Serving: This casserole is a complete meal, but you can serve it with a side of crusty bread or a green vegetable like green beans or sautéed spinach.
Storage: Leftovers can be stored in an airtight container in the refrigerator for up to 3 days. Reheat in the microwave or oven until warmed through.
Variants:
Add More Vegetables: You can add additional vegetables like carrots, bell peppers, or peas to the casserole for extra color and nutrients.
Make It Spicy: Add a pinch of red pepper flakes or some diced jalapeños to the sauce for a little heat.
Cheese Variations: Swap the cheddar cheese for mozzarella, Gouda, or even pepper jack for a different flavor profile.
FAQ:
Can I use cooked quinoa or cauliflower rice instead of regular rice?
Yes! You can substitute the cooked rice with cooked quinoa for added protein or cauliflower rice for a lower-carb option.

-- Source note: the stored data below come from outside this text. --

/// JNI `jfieldID`
#[derive(Debug, Clone, Copy, PartialEq, Eq, Hash, PartialOrd, Ord)]
pub struct JFieldId(usize);

/// JNI `jmethodID`
#[derive(Debug, Clone, Copy, PartialEq, Eq, Hash, PartialOrd, Ord)]
pub struct JMethodId(usize);

impl JFieldId {
    pub fn from_raw(raw: usize) -> Self {
        Self(raw)
    }

    pub fn as_raw(self) -> usize {
        self.0
    }
}

impl JMethodId {
    pub fn from_raw(raw: usize) -> Self {
        Self(raw)
    }

    pub fn as_raw(self) -> usize {
        self.0
    }
}

/// Selects the typed JNI getter (`Get<Type>Field`, `Get<Type>ArrayRegion`, ...)
#[derive(Debug, Clone, Copy, PartialEq, Eq, Hash)]
pub enum JavaType {
    Boolean,
    Byte,
    Char,
    Short,
    Int,
    Long,
    Float,
    Double,
    Object,
}

/// Selects the typed JVMTI local getter (`GetLocalInt`, `GetLocalLong`, ...).
/// Sub-int primitives are read as `Int` and narrowed by the caller.
#[derive(Debug, Clone, Copy, PartialEq, Eq, Hash)]
pub enum LocalType {
    Int,
    Long,
    Float,
    Double,
    Object,
}

/// Raw value returned by a native getter. `Object` carries a local reference
/// that the caller owns.
#[derive(Debug, Clone, Copy, PartialEq)]
pub enum JValue {
    Boolean(bool),
    Byte(i8),
    Char(u16),
    Short(i16),
    Int(i32),
    Long(i64),
    Float(f32),
    Double(f64),
    Object(JObject),
}

impl JValue {
    /// Zero value for a getter type, what JNI returns while an exception is pending
    pub fn default_for(ty: JavaType) -> Self {
        match ty {
            JavaType::Boolean => JValue::Boolean(false),
            JavaType::Byte => JValue::Byte(0),
            JavaType::Char => JValue::Char(0),
            JavaType::Short => JValue::Short(0),
            JavaType::Int => JValue::Int(0),
            JavaType::Long => JValue::Long(0),
            JavaType::Float => JValue::Float(0.0),
            JavaType::Double => JValue::Double(0.0),
            JavaType::Object => JValue::Object(JObject::NULL),
        }
    }
}

/// Name, signature and generic signature of a field or method
#[derive(Debug, Clone, PartialEq, Eq)]
pub struct MemberName {
    pub name: String,
    pub signature: String,
    pub generic_signature: Option<String>,
}

#[derive(Debug, Clone, Copy, PartialEq, Eq)]
pub struct LineNumberEntry {
    pub start_location: JLocation,
    pub line_number: i32,
}

#[derive(Debug, Clone, PartialEq, Eq)]
pub struct LocalVariableEntry {
    pub start_location: JLocation,
    pub length: i32,
    pub name: String,
    pub signature: String,
    pub generic_signature: Option<String>,
    pub slot: i32,
}

#[derive(Debug, Clone, Copy, PartialEq, Eq)]
pub struct NativeFrame {
    pub method: JMethodId,
    pub location: JLocation,
}

/// `jvmtiThreadInfo`. `thread_group` and `context_class_loader` are local
/// references owned by the caller.
#[derive(Debug, Clone)]
pub struct NativeThreadInfo {
    pub name: String,
    pub priority: i32,
    pub is_daemon: bool,
    pub thread_group: JThreadGroup,
    pub context_class_loader: JObject,
}

/// Capabilities the bridge asks for at construction (`jvmtiCapabilities` subset)
#[derive(Debug, Clone, Copy, PartialEq, Eq, Serialize, Deserialize)]
#[serde(default)]
pub struct Capabilities {
    pub can_tag_objects: bool,
    pub can_get_synthetic_attribute: bool,
    pub can_get_source_file_name: bool,
    pub can_get_line_numbers: bool,
    pub can_get_source_debug_extension: bool,
    pub can_access_local_variables: bool,
    pub can_generate_single_step_events: bool,
    pub can_generate_exception_events: bool,
    pub can_generate_breakpoint_events: bool,
    pub can_generate_method_entry_events: bool,
    pub can_generate_method_exit_events: bool,
    pub can_get_bytecodes: bool,
    pub can_suspend: bool,
}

Can I make this casserole ahead of time?
Absolutely! You can assemble the casserole ahead of time, cover it, and refrigerate it for up to 24 hours before baking. Just add a few extra minutes to the baking time if it’s cold from the fridge.
Can I use frozen broccoli?
Yes, frozen broccoli works well in this recipe. Just thaw it and drain any excess water before adding it to the casserole.
Can I freeze leftovers?
Yes, you can freeze the casserole for up to 3 months. Let it cool completely before wrapping it tightly in plastic wrap and aluminum foil. To reheat, bake it at 350°F (175°C) for 30-40 minutes.